§ Activity: Each time a line of the listing holds "IoError", copy that line.

§ Material shown:
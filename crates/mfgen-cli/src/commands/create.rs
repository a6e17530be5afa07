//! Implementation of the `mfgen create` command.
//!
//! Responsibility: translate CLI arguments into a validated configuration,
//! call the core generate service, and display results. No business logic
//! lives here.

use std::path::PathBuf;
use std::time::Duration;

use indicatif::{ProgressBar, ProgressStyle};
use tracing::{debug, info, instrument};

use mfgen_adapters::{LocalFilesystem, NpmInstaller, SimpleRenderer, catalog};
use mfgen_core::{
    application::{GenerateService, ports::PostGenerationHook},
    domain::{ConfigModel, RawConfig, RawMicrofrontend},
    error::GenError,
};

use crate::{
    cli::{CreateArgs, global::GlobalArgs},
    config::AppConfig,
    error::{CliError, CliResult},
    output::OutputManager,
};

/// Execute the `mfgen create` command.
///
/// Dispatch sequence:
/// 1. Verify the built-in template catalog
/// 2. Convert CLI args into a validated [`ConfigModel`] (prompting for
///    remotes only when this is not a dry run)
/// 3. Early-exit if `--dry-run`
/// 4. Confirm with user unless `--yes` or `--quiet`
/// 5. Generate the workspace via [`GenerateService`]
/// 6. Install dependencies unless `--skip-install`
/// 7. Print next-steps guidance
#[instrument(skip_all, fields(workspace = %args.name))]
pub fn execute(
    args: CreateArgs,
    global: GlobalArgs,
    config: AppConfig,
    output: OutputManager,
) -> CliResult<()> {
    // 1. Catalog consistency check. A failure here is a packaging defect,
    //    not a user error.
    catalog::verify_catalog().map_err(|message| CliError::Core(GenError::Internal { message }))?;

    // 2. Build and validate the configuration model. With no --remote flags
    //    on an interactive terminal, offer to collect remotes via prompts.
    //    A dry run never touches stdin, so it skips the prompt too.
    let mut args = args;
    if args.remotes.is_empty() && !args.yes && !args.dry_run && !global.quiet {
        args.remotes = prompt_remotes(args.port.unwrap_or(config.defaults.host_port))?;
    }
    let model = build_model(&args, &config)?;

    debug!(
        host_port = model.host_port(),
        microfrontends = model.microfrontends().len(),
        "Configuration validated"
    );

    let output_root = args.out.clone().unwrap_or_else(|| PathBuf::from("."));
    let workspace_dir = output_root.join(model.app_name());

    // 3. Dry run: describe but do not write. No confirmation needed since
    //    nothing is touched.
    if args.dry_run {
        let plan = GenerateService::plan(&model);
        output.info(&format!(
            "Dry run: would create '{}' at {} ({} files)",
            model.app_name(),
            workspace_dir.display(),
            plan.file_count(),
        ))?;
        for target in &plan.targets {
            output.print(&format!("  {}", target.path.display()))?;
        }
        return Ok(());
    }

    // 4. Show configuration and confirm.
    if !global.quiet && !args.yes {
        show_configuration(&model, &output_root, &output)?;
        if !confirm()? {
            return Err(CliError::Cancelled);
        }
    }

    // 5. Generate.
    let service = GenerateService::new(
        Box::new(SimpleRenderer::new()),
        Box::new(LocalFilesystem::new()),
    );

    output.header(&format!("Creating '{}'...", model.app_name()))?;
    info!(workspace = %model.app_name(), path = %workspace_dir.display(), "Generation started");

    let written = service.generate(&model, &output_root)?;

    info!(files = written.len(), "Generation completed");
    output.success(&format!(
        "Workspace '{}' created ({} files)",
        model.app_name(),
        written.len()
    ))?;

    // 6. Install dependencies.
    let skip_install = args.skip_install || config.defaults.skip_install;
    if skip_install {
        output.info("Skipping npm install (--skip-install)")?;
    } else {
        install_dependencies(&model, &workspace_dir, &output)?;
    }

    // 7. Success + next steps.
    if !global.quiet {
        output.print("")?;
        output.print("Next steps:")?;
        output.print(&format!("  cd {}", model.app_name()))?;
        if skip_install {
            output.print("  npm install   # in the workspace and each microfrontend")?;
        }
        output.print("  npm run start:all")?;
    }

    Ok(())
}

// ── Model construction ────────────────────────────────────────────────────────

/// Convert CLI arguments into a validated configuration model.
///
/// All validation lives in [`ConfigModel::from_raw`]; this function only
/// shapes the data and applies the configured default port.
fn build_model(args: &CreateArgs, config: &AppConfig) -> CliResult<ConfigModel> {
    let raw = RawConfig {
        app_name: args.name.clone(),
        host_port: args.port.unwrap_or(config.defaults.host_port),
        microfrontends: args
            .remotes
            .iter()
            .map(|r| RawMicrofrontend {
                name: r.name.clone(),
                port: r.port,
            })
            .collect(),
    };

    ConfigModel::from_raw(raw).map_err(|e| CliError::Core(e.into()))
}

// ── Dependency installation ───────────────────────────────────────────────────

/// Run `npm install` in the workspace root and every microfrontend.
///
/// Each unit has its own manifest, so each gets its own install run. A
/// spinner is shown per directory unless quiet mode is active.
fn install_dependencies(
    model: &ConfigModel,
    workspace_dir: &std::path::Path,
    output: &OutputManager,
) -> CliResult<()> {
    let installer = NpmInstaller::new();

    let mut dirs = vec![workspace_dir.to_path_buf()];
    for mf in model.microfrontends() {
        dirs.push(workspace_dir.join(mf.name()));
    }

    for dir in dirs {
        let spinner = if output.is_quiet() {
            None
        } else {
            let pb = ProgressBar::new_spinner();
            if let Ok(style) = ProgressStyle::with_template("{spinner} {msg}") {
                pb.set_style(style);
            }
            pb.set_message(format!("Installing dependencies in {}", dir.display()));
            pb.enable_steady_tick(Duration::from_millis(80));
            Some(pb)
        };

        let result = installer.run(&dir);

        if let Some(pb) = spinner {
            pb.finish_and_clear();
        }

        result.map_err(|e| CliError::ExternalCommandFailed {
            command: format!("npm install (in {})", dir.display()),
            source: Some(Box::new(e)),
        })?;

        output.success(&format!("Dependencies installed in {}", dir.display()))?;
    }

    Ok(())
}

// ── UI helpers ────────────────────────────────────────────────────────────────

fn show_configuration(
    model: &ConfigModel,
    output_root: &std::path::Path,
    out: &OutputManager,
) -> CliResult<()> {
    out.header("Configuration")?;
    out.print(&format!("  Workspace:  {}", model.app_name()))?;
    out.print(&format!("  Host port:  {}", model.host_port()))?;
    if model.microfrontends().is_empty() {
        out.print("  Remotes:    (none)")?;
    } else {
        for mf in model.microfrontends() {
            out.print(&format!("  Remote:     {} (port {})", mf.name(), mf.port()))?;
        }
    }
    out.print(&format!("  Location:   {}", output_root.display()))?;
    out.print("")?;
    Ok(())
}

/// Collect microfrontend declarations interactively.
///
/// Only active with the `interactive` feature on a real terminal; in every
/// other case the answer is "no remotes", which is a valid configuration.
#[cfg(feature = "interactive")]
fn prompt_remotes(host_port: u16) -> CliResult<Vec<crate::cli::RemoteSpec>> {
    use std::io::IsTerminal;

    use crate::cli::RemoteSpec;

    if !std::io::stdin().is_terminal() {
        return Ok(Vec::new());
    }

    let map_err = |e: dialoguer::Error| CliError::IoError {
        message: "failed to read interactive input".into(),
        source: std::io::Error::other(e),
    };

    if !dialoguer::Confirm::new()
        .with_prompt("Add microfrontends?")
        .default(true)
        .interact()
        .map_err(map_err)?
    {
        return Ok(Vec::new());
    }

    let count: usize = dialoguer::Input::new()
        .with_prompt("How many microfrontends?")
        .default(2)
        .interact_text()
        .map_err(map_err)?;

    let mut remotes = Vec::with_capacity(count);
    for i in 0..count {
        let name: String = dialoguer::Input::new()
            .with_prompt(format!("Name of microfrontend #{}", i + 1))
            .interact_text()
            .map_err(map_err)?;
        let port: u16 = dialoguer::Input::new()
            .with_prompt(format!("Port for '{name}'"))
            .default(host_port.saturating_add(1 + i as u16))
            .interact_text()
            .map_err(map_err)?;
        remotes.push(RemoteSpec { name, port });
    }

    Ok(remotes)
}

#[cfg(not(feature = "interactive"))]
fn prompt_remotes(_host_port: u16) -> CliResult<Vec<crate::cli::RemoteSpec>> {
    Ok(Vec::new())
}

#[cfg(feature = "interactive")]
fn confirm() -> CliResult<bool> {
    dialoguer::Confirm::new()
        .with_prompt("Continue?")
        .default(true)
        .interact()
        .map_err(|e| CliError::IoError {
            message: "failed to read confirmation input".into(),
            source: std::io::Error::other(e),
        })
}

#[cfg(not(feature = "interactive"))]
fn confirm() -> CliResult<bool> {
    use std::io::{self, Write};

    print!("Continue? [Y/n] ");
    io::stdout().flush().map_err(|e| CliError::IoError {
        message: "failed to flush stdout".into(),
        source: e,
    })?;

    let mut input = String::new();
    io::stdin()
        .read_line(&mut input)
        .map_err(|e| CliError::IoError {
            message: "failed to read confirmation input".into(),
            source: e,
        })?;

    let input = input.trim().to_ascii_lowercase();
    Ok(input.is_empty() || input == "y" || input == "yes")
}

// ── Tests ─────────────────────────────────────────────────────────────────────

§ Answer section:
    let map_err = |e: dialoguer::Error| CliError::IoError {
        .map_err(|e| CliError::IoError {
    io::stdout().flush().map_err(|e| CliError::IoError {
        .map_err(|e| CliError::IoError {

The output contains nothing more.